Work to complete
Only the lines from the start of the entries up to and including the line with "Per-file read and" should be written out, exactly as they stand.

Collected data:
+++++
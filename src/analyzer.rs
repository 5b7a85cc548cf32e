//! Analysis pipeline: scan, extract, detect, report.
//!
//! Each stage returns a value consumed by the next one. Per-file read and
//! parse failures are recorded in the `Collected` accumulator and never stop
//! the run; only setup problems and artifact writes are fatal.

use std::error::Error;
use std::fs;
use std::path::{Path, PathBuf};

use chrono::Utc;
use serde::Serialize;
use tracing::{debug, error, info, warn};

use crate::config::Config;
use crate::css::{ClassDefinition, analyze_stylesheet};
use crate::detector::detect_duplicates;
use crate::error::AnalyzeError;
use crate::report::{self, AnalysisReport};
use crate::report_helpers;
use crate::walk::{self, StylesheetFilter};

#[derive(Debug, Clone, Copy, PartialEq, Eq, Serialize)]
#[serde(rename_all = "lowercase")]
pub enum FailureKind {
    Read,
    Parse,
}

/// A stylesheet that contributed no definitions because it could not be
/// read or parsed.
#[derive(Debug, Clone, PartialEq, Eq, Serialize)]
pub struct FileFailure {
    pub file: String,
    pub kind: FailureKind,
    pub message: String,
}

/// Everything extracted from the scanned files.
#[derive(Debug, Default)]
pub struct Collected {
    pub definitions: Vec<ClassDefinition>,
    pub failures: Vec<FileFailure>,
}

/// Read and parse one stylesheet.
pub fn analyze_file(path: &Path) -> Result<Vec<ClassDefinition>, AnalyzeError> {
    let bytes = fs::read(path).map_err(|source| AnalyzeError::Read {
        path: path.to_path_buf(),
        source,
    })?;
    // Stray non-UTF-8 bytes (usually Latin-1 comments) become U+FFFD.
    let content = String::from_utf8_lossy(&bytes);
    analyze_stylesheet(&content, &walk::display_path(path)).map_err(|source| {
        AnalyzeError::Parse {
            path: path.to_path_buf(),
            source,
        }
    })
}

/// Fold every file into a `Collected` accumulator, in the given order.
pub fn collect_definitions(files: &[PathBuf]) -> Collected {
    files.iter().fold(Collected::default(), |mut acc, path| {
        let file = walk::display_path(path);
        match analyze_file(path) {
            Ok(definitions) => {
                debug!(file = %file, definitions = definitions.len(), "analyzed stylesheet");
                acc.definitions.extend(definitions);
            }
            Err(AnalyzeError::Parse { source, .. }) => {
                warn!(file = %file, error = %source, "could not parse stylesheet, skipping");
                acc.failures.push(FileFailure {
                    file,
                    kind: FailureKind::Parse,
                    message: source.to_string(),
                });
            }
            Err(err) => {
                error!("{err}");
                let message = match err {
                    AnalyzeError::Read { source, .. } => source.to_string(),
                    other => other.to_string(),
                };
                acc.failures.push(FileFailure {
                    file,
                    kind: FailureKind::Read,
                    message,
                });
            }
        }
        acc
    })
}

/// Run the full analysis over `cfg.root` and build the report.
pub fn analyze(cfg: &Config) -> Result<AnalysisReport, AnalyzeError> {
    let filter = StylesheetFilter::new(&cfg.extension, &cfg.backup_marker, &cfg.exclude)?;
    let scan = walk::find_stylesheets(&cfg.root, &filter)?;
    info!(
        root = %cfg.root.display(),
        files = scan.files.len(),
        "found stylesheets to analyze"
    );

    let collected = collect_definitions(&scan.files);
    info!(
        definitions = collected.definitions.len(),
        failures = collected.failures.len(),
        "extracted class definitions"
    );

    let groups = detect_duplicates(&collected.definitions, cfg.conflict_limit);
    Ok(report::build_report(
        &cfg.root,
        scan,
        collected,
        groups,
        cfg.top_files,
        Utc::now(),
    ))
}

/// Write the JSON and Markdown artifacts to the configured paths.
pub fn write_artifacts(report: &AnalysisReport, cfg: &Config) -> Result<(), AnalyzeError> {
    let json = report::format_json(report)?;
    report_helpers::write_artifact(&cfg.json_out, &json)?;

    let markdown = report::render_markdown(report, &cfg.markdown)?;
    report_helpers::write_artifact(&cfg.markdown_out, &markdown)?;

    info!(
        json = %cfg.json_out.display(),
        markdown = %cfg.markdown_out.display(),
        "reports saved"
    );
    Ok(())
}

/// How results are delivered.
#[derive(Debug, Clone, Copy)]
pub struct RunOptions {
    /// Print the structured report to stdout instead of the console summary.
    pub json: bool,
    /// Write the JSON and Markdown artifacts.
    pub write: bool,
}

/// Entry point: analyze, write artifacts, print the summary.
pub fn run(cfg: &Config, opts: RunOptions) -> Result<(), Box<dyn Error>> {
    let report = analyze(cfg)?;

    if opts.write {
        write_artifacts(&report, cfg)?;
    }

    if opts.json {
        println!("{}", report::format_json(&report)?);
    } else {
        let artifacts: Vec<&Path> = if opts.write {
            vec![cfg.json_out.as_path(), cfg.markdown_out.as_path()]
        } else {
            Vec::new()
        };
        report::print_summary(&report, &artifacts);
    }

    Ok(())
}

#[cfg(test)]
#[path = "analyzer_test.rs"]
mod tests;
+++++
Response
filename src/analyzer.rs
repository 5b7a85cc548cf32e
//! Analysis pipeline: scan, extract, detect, report.
//!
//! Each stage returns a value consumed by the next one. Per-file read and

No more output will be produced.